In the Japanese version any level can raise any stat, so you can't decline a level because there's um no reason to.
someone is out there who will like you. take off your mask so they can find you faster. I support the new Nekketsu Kouha Kunio-kun.
JXQ
Experienced player (761)
Joined: 5/6/2005
Posts: 3132
I was going off of Arc's submission listing the differences more than anything, which made it seem like it was an important difference.
<Swordless> Go hug a tree, you vegetarian (I bet you really are one)
Joined: 12/13/2004
Posts: 103
I haven't watched this yet; I want to see really good games as avi-movies... but I'm really longing for this to be processed.
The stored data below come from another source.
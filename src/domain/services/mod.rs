mod auto_save;
mod editor_host;
mod editor_proxy;
mod preferences;
mod submission;
mod templates;
mod theme_detector;
mod theme_watch;
mod toolbar;
mod window;

pub use auto_save::*;
pub use editor_host::*;
pub use editor_proxy::*;
pub use preferences::*;
pub use submission::*;
pub use templates::*;
pub use theme_detector::*;
pub use theme_watch::*;
pub use toolbar::*;
pub use window::*;
#[cfg(test)]
#[path = "language_test.rs"]
mod tests;

use serde_derive::Deserialize;
use serde_derive::Serialize;
use strum::EnumIter;
use strum::EnumVariantNames;
use strum::IntoEnumIterator;

#[derive(
    Clone,
    Copy,
    Debug,
    PartialEq,
    Eq,
    Hash,
    Serialize,
    Deserialize,
    EnumIter,
    EnumVariantNames,
    strum::Display,
)]
#[serde(rename_all = "lowercase")]
#[strum(serialize_all = "lowercase")]
pub enum LanguageName {
    Cpp,
    Java,
    Python,
}

impl LanguageName {
    pub fn parse(text: &str) -> Option<LanguageName> {
        return LanguageName::iter().find(|e| return e.to_string() == text);
    }

    pub fn profile(&self) -> &'static LanguageProfile {
        return LanguageProfile::get(*self);
    }
}

impl Default for LanguageName {
    fn default() -> LanguageName {
        return LanguageName::Cpp;
    }
}

/// Static description of a supported language: how the editor highlights it,
/// what the uploaded file is called and which label the native submission
/// form uses for it.
#[derive(Debug, PartialEq, Eq)]
pub struct LanguageProfile {
    pub id: LanguageName,
    pub display_name: &'static str,
    pub editor_language_id: &'static str,
    pub filename: &'static str,
    pub submission_label: &'static str,
}

static PROFILES: [LanguageProfile; 3] = [
    LanguageProfile {
        id: LanguageName::Cpp,
        display_name: "C++",
        editor_language_id: "cpp",
        filename: "solution.cpp",
        submission_label: "C++",
    },
    LanguageProfile {
        id: LanguageName::Java,
        display_name: "Java",
        editor_language_id: "java",
        filename: "Solution.java",
        submission_label: "Java",
    },
    LanguageProfile {
        id: LanguageName::Python,
        display_name: "Python",
        editor_language_id: "python",
        filename: "solution.py",
        submission_label: "Python 3",
    },
];

impl LanguageProfile {
    pub fn get(name: LanguageName) -> &'static LanguageProfile {
        return PROFILES
            .iter()
            .find(|profile| return profile.id == name)
            .unwrap_or(&PROFILES[0]);
    }

    pub fn all() -> &'static [LanguageProfile] {
        return &PROFILES;
    }

    pub fn from_editor_language_id(id: &str) -> Option<&'static LanguageProfile> {
        return PROFILES
            .iter()
            .find(|profile| return profile.editor_language_id == id);
    }
}
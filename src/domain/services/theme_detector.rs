#[cfg(test)]
#[path = "theme_detector_test.rs"]
mod tests;

use once_cell::sync::Lazy;
use regex::Regex;

use crate::domain::models::PageStyle;

pub const DARK_MARKER_CLASSES: [&str; 2] = ["dark", "dark-theme"];
const DARK_BRIGHTNESS_THRESHOLD: f64 = 128.0;

static RGB_TRIPLE: Lazy<Regex> =
    Lazy::new(|| return Regex::new(r"([0-9]+),\s*([0-9]+),\s*([0-9]+)").unwrap());

pub struct ThemeDetector {}

impl ThemeDetector {
    /// Finds the first `r, g, b` integer triple in a CSS colour string, e.g.
    /// `rgb(10, 10, 10)` or `rgba(0, 0, 0, 0.5)`. Hex colours and keywords
    /// don't parse. Channels too large for a `u32` saturate.
    pub fn parse_rgb(color: &str) -> Option<(u32, u32, u32)> {
        let captures = RGB_TRIPLE.captures(color)?;
        let channel = |idx: usize| {
            return captures
                .get(idx)
                .map(|e| return e.as_str().parse::<u32>().unwrap_or(u32::MAX))
                .unwrap_or_default();
        };

        return Some((channel(1), channel(2), channel(3)));
    }

    pub fn brightness(r: u32, g: u32, b: u32) -> f64 {
        return (r as f64 * 299.0 + g as f64 * 587.0 + b as f64 * 114.0) / 1000.0;
    }

    pub fn has_dark_marker(style: &PageStyle) -> bool {
        return style
            .body_classes
            .iter()
            .chain(style.root_classes.iter())
            .any(|class| return DARK_MARKER_CLASSES.contains(&class.as_str()));
    }

    /// Dark when the background is darker than mid-grey or the page carries a
    /// dark marker class. A background that can't be read counts as dark.
    pub fn is_dark(style: &PageStyle) -> bool {
        if let Some((r, g, b)) = ThemeDetector::parse_rgb(&style.background_color) {
            return ThemeDetector::brightness(r, g, b) < DARK_BRIGHTNESS_THRESHOLD
                || ThemeDetector::has_dark_marker(style);
        }

        return true;
    }
}
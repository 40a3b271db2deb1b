pub mod memory_form;
pub mod static_page;
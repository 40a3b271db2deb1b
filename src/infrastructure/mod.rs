pub mod editors;
pub mod host;
pub mod stores;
Hurry up and encode this now. :)
Joined: 2/27/2006
Posts: 29
Here's what I thought was odd. (BTW: I'm posting this immediately after seeing it, so I haven't watched the whole movie yet; but...) There's a rather well known trick/bug that I used to use on occasion (This was my game back in "the day," as they say.) While you're gaining XP (especially after placing a crystal in a palace, but anytime, really) and you do an UP+A gamebreak, but don't reset or turn off the power, when you start another game, you will resume gaining XP, even if you are using a different game file. What I'm saying is that it is not neccessary to wait for your XP to accumulate before doing an UP+A warp. you could save ~1 second here. since the game starts over tho, this did not look like luck manipulation.
Player (52)
Joined: 10/6/2005
Posts: 138
Location: Oregon
I've never done it myself, but I've read about it. You have to choose 'Save' instead of 'Continue,' and you might have to choose a different save file. And also, whenever you up+a, your experience reverts back to zero, so that would totally nullify the leveling strategy in this run, so instead of getting to upgrade attack or magic, he'd get the opportunity to upgrade his life to 2 every time he used this trick.
Joined: 2/27/2006
Posts: 29
hmmm, good point. I guess he would end up losing any time he'd gain by doing that in trying to make the xp up elsewhere. BTW: I loved this run. I like the path you took, but I really love the whirlwind slash. Believe it or not, I think I saw the guy that did Zelda II on SDA do this when he was fighting the thunderbird (purely by accident if you read his notes)
Player (168)
Joined: 4/27/2006
Posts: 304
Location: Eastern Canada
What happens now?
Post subject: Movie published
TASVideoAgent
They/Them
Moderator
Joined: 8/3/2004
Posts: 15619
Location: 127.0.0.1
This movie has been published. The posts before this message apply to the submission, and posts after this message apply to the published movie. ---- [540] NES Zelda II: The Adventure of Link "warpless" by Rising_Tempest in 49:41.67
Joined: 1/1/2022
Posts: 1716
Just a thought: Do you really need to go to New Kasuto to get the final magic container before heading to level 6? From watching the run it seems like you would save a minute to a minute and a half from avoiding the trip. It looks like you don't need that extra magic at all in Palace 6 as you never drop below 1 magic box remaining. In the final palace, the only time you come close is when you have to cast thunder and jump to kill the thunderbird. You end up with half of one magic box left. Couldn't you find even 1 blue magic jar right before then? or maybe not cast jump against thunderbird? The only way I could see having 1 less magic container might not work is if the number of magic containers you have affects the amount of magic replenished by a red magic jar. Not sure if it does. Like I said, just a thought, feel free to tell me i'm completely wrong :D Regardless, great run!
Former player
Joined: 9/1/2005
Posts: 803
rodthedefiler wrote:
Like I said, just a thought, feel free to tell me i'm completely wrong :D
I recall that you need both level 8 magic and 8 magic 'units' to get the thunder spell, which is required for that bird boss in the final palace.
Joined: 1/1/2022
Posts: 1716
ok, thanks for the info! I never realized you needed max magic to get thunder. Sorry for being uninformed :)
Former player
Joined: 7/15/2004
Posts: 124
I don't think you don't need level 8 magic. The magic containers you do, but I don't think you need the magic levels.
Player (52)
Joined: 10/6/2005
Posts: 138
Location: Oregon
I noticed this a while ago, but was too lazy to mention it. Why exactly is this game listed as "Legend of Zelda 2..." when its title (in the US) is "Zelda II..."? If it's for grouping purposes, maybe they should all be under "Zelda," instead of "Legend." Or something. But in my opinion the names of the games on this site should be accurate.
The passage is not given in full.